**EXERCISE GOAL**
Copy out every line of the records in which "NewListing" can be found.

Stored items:
====

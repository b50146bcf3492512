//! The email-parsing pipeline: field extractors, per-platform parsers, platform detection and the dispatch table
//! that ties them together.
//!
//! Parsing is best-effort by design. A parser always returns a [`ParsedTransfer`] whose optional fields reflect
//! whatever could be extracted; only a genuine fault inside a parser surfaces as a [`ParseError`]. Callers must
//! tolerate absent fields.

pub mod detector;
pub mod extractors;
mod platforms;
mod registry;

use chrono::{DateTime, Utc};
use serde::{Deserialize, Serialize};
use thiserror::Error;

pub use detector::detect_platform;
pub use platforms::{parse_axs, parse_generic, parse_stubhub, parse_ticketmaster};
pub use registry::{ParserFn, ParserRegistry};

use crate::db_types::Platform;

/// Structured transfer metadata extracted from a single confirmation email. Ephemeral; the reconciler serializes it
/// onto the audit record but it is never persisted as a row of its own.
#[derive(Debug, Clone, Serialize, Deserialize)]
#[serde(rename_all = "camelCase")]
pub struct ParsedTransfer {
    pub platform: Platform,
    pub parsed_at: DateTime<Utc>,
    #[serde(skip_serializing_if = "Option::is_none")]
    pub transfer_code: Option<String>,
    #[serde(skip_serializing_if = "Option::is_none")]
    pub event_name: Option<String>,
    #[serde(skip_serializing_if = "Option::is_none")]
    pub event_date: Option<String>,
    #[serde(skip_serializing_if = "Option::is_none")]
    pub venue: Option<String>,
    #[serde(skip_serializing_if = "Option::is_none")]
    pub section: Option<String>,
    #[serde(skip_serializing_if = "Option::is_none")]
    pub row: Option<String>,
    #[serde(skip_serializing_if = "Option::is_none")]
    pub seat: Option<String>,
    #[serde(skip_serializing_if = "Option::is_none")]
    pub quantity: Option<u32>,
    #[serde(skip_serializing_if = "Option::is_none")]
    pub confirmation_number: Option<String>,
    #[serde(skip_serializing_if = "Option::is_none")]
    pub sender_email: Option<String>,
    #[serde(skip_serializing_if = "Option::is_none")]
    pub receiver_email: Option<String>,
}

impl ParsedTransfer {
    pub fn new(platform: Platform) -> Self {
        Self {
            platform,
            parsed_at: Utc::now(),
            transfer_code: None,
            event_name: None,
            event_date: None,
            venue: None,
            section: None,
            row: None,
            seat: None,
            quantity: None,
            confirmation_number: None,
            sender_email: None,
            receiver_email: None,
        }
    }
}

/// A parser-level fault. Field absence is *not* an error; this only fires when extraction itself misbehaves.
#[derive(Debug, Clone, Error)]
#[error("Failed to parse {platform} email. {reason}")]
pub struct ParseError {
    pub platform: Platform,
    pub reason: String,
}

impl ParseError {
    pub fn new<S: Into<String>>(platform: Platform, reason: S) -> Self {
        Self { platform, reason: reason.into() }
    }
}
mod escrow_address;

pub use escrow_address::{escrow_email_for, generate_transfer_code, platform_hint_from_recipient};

====

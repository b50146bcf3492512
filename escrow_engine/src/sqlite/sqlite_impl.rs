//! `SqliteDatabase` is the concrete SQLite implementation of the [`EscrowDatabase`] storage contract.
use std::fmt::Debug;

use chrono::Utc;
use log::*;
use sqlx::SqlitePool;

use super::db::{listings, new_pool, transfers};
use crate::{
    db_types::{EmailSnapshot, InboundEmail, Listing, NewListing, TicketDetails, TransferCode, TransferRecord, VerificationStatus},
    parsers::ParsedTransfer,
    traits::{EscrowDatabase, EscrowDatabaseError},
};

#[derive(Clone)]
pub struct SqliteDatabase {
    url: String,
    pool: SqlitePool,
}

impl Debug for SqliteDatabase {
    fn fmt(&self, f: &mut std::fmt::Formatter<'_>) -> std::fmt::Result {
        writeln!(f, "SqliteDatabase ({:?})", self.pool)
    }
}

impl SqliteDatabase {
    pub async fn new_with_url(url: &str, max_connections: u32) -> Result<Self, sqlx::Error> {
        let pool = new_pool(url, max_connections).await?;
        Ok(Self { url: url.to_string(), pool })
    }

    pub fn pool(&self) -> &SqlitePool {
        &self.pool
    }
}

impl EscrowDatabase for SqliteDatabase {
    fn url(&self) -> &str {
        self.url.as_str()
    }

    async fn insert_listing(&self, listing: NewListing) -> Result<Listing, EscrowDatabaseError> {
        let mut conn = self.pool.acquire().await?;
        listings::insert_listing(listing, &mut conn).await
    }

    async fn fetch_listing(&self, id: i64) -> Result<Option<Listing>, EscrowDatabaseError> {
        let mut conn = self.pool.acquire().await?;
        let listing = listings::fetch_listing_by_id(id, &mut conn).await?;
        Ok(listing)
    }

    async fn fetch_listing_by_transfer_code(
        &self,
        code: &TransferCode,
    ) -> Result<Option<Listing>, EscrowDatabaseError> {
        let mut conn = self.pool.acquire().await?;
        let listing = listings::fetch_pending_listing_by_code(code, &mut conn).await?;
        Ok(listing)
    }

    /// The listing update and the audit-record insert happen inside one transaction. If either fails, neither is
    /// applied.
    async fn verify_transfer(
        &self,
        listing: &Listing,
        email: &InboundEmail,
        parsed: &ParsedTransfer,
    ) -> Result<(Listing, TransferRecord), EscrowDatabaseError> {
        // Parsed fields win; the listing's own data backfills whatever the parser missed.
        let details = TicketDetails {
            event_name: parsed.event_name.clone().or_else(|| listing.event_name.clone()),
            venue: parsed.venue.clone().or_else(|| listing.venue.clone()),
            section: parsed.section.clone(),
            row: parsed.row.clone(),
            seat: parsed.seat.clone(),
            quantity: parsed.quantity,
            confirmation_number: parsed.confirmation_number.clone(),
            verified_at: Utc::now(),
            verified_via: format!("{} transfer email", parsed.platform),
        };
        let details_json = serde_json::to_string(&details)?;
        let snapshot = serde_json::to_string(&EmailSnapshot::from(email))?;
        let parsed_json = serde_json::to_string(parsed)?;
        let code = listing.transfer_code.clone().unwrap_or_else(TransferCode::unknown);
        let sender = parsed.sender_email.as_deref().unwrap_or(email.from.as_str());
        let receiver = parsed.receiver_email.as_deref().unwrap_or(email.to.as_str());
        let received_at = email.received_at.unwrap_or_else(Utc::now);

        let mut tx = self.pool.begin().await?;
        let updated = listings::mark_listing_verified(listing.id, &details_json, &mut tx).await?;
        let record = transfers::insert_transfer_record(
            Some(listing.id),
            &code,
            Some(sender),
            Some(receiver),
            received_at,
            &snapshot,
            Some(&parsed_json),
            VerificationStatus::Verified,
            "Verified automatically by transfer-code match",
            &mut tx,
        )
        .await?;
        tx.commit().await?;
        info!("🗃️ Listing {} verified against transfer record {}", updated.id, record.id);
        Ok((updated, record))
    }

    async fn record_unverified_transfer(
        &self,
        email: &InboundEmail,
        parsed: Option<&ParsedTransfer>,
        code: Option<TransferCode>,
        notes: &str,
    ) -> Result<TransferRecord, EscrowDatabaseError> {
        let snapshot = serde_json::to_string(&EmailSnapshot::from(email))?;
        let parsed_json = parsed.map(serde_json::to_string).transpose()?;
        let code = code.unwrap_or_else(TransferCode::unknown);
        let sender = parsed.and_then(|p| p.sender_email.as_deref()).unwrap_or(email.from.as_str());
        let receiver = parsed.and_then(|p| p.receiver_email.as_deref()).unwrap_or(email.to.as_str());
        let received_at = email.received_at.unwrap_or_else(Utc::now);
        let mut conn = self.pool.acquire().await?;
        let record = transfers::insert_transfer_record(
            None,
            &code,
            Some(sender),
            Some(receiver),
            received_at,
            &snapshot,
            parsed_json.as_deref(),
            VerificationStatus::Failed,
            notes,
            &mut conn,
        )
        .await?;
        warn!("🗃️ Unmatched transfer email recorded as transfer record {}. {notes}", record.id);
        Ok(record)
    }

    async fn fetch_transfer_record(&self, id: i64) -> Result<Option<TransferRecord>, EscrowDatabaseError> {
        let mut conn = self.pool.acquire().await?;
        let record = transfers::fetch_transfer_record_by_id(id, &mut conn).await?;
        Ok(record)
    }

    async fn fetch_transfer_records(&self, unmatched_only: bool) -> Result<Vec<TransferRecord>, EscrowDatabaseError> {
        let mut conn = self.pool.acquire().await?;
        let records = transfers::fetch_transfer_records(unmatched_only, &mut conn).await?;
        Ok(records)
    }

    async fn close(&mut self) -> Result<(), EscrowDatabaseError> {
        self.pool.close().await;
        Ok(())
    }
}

====

**EXPECTED OUTPUT**
    db_types::{EmailSnapshot, InboundEmail, Listing, NewListing, TicketDetails, TransferCode, TransferRecord, VerificationStatus},
    async fn insert_listing(&self, listing: NewListing) -> Result<Listing, EscrowDatabaseError> {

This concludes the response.